◆ **Records for the task**:
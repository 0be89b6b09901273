pub mod chunker;
pub mod mock;
pub mod orchestrator;

pub use chunker::{chunk_text, DEFAULT_CHUNK_SIZE};
pub use orchestrator::AutomaticTranslator;

use crate::error::ProviderError;
use async_trait::async_trait;
use serde::{Deserialize, Serialize};

/// Per-call translation settings.
#[derive(Debug, Clone, Default, PartialEq, Eq, Serialize, Deserialize)]
#[serde(rename_all = "camelCase")]
pub struct TranslationOptions {
    pub target_language: String,
    /// `None` lets each provider apply its own auto-detect convention.
    #[serde(default, skip_serializing_if = "Option::is_none")]
    pub source_language: Option<String>,
    #[serde(default, skip_serializing_if = "Option::is_none")]
    pub chunk_size: Option<usize>,
    /// Pin every chunk to this provider (matched case-insensitively) and disable fallback.
    #[serde(default, skip_serializing_if = "Option::is_none")]
    pub specific_provider: Option<String>,
}

impl TranslationOptions {
    pub fn new(target_language: impl Into<String>) -> Self {
        Self {
            target_language: target_language.into(),
            ..Default::default()
        }
    }

    pub fn with_source(mut self, source_language: impl Into<String>) -> Self {
        self.source_language = Some(source_language.into());
        self
    }

    pub fn with_chunk_size(mut self, chunk_size: usize) -> Self {
        self.chunk_size = Some(chunk_size);
        self
    }

    pub fn with_provider(mut self, provider: impl Into<String>) -> Self {
        self.specific_provider = Some(provider.into());
        self
    }

    /// Chunk size to use for this call. Zero falls back to the default.
    pub fn effective_chunk_size(&self) -> usize {
        self.chunk_size
            .filter(|&size| size > 0)
            .unwrap_or(DEFAULT_CHUNK_SIZE)
    }

    /// Source language, or `fallback` when the caller asked for auto-detection.
    pub fn source_or<'a>(&'a self, fallback: &'a str) -> &'a str {
        self.source_language
            .as_deref()
            .filter(|s| !s.trim().is_empty())
            .unwrap_or(fallback)
    }
}

/// Outcome of a successful translation call.
#[derive(Debug, Clone, PartialEq, Eq, Serialize, Deserialize)]
#[serde(rename_all = "camelCase")]
pub struct TranslationResult {
    /// Translated chunks joined with a single space.
    pub translated_text: String,
    /// Provider that produced the last chunk.
    pub provider: String,
    pub chunks: usize,
}

#[derive(Debug, Clone, PartialEq, Eq, Serialize, Deserialize)]
pub struct ProviderStatus {
    pub name: String,
    pub available: bool,
}

/// A translation backend backed by one external service.
///
/// Providers own their availability flag: a provider that detects remote
/// throttling marks itself unavailable and reports `ErrorKind::RateLimit`.
/// Nothing clears the flag automatically.
#[async_trait]
pub trait Provider: Send + Sync {
    fn name(&self) -> &str;
    async fn translate(
        &self,
        text: &str,
        options: &TranslationOptions,
    ) -> std::result::Result<String, ProviderError>;
    fn is_available(&self) -> bool;
}

#[cfg(test)]
mod tests {
    use super::*;

    #[test]
    fn test_options_builder() {
        let options = TranslationOptions::new("es")
            .with_source("en")
            .with_chunk_size(120)
            .with_provider("Lingva");
        assert_eq!(options.target_language, "es");
        assert_eq!(options.source_language.as_deref(), Some("en"));
        assert_eq!(options.chunk_size, Some(120));
        assert_eq!(options.specific_provider.as_deref(), Some("Lingva"));
    }

    #[test]
    fn test_effective_chunk_size() {
        assert_eq!(TranslationOptions::new("es").effective_chunk_size(), 300);
        assert_eq!(
            TranslationOptions::new("es").with_chunk_size(0).effective_chunk_size(),
            300
        );
        assert_eq!(
            TranslationOptions::new("es").with_chunk_size(50).effective_chunk_size(),
            50
        );
    }

    #[test]
    fn test_source_or() {
        assert_eq!(TranslationOptions::new("es").source_or("auto"), "auto");
        assert_eq!(
            TranslationOptions::new("es").with_source("fr").source_or("auto"),
            "fr"
        );
        assert_eq!(
            TranslationOptions::new("es").with_source("").source_or("en"),
            "en"
        );
    }

    #[test]
    fn test_options_wire_format() {
        let options: TranslationOptions = serde_json::from_str(
            r#"{"targetLanguage":"de","sourceLanguage":"en","specificProvider":"DeepL"}"#,
        )
        .unwrap();
        assert_eq!(options.target_language, "de");
        assert_eq!(options.source_language.as_deref(), Some("en"));
        assert_eq!(options.chunk_size, None);
        assert_eq!(options.specific_provider.as_deref(), Some("DeepL"));
    }

    #[test]
    fn test_result_wire_format() {
        let result = TranslationResult {
            translated_text: "Hola mundo".to_string(),
            provider: "MyMemory".to_string(),
            chunks: 1,
        };
        let json = serde_json::to_value(&result).unwrap();
        assert_eq!(json["translatedText"], "Hola mundo");
        assert_eq!(json["provider"], "MyMemory");
        assert_eq!(json["chunks"], 1);
    }
}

◆ **How to complete this task**: Please transcribe all of the data above exactly.

◆ **Written answer**:
repository 0be89b6b09901273
pub mod chunker;
pub mod mock;
pub mod orchestrator;

pub use chunker::{chunk_text, DEFAULT_CHUNK_SIZE};
pub use orchestrator::AutomaticTranslator;

use crate::error::ProviderError;
use async_trait::async_trait;
use serde::{Deserialize, Serialize};

/// Per-call translation settings.
#[derive(Debug, Clone, Default, PartialEq, Eq, Serialize, Deserialize)]
#[serde(rename_all = "camelCase")]
pub struct TranslationOptions {
    pub target_language: String,
    /// `None` lets each provider apply its own auto-detect convention.
    #[serde(default, skip_serializing_if = "Option::is_none")]
    pub source_language: Option<String>,
    #[serde(default, skip_serializing_if = "Option::is_none")]
    pub chunk_size: Option<usize>,
    /// Pin every chunk to this provider (matched case-insensitively) and disable fallback.
    #[serde(default, skip_serializing_if = "Option::is_none")]
    pub specific_provider: Option<String>,
}

impl TranslationOptions {
    pub fn new(target_language: impl Into<String>) -> Self {
        Self {
            target_language: target_language.into(),
            ..Default::default()
        }
    }

    pub fn with_source(mut self, source_language: impl Into<String>) -> Self {
        self.source_language = Some(source_language.into());
        self
    }

    pub fn with_chunk_size(mut self, chunk_size: usize) -> Self {
        self.chunk_size = Some(chunk_size);
        self
    }

    pub fn with_provider(mut self, provider: impl Into<String>) -> Self {
        self.specific_provider = Some(provider.into());
        self
    }

    /// Chunk size to use for this call. Zero falls back to the default.
    pub fn effective_chunk_size(&self) -> usize {
        self.chunk_size
            .filter(|&size| size > 0)
            .unwrap_or(DEFAULT_CHUNK_SIZE)
    }

    /// Source language, or `fallback` when the caller asked for auto-detection.
    pub fn source_or<'a>(&'a self, fallback: &'a str) -> &'a str {
        self.source_language
            .as_deref()
            .filter(|s| !s.trim().is_empty())
            .unwrap_or(fallback)
    }
}

/// Outcome of a successful translation call.
#[derive(Debug, Clone, PartialEq, Eq, Serialize, Deserialize)]
#[serde(rename_all = "camelCase")]
pub struct TranslationResult {
    /// Translated chunks joined with a single space.
    pub translated_text: String,
    /// Provider that produced the last chunk.
    pub provider: String,
    pub chunks: usize,
}

#[derive(Debug, Clone, PartialEq, Eq, Serialize, Deserialize)]
pub struct ProviderStatus {
    pub name: String,
    pub available: bool,
}

/// A translation backend backed by one external service.
///
/// Providers own their availability flag: a provider that detects remote
/// throttling marks itself unavailable and reports `ErrorKind::RateLimit`.
/// Nothing clears the flag automatically.
#[async_trait]
pub trait Provider: Send + Sync {
    fn name(&self) -> &str;
    async fn translate(
        &self,
        text: &str,
        options: &TranslationOptions,
    ) -> std::result::Result<String, ProviderError>;
    fn is_available(&self) -> bool;
}

#[cfg(test)]
mod tests {
    use super::*;

    #[test]
    fn test_options_builder() {
        let options = TranslationOptions::new("es")
            .with_source("en")
            .with_chunk_size(120)
            .with_provider("Lingva");
        assert_eq!(options.target_language, "es");
        assert_eq!(options.source_language.as_deref(), Some("en"));
        assert_eq!(options.chunk_size, Some(120));
        assert_eq!(options.specific_provider.as_deref(), Some("Lingva"));
    }

    #[test]
    fn test_effective_chunk_size() {
        assert_eq!(TranslationOptions::new("es").effective_chunk_size(), 300);
        assert_eq!(
            TranslationOptions::new("es").with_chunk_size(0).effective_chunk_size(),
            300
        );
        assert_eq!(
            TranslationOptions::new("es").with_chunk_size(50).effective_chunk_size(),
            50
        );
    }

    #[test]
    fn test_source_or() {
        assert_eq!(TranslationOptions::new("es").source_or("auto"), "auto");
        assert_eq!(
            TranslationOptions::new("es").with_source("fr").source_or("auto"),
            "fr"
        );
        assert_eq!(
            TranslationOptions::new("es").with_source("").source_or("en"),
            "en"
        );
    }

    #[test]
    fn test_options_wire_format() {
        let options: TranslationOptions = serde_json::from_str(
            r#"{"targetLanguage":"de","sourceLanguage":"en","specificProvider":"DeepL"}"#,
        )
        .unwrap();
        assert_eq!(options.target_language, "de");
        assert_eq!(options.source_language.as_deref(), Some("en"));
        assert_eq!(options.chunk_size, None);
        assert_eq!(options.specific_provider.as_deref(), Some("DeepL"));
    }

    #[test]
    fn test_result_wire_format() {
        let result = TranslationResult {
            translated_text: "Hola mundo".to_string(),
            provider: "MyMemory".to_string(),
            chunks: 1,
        };
        let json = serde_json::to_value(&result).unwrap();
        assert_eq!(json["translatedText"], "Hola mundo");
        assert_eq!(json["provider"], "MyMemory");
        assert_eq!(json["chunks"], 1);
    }
}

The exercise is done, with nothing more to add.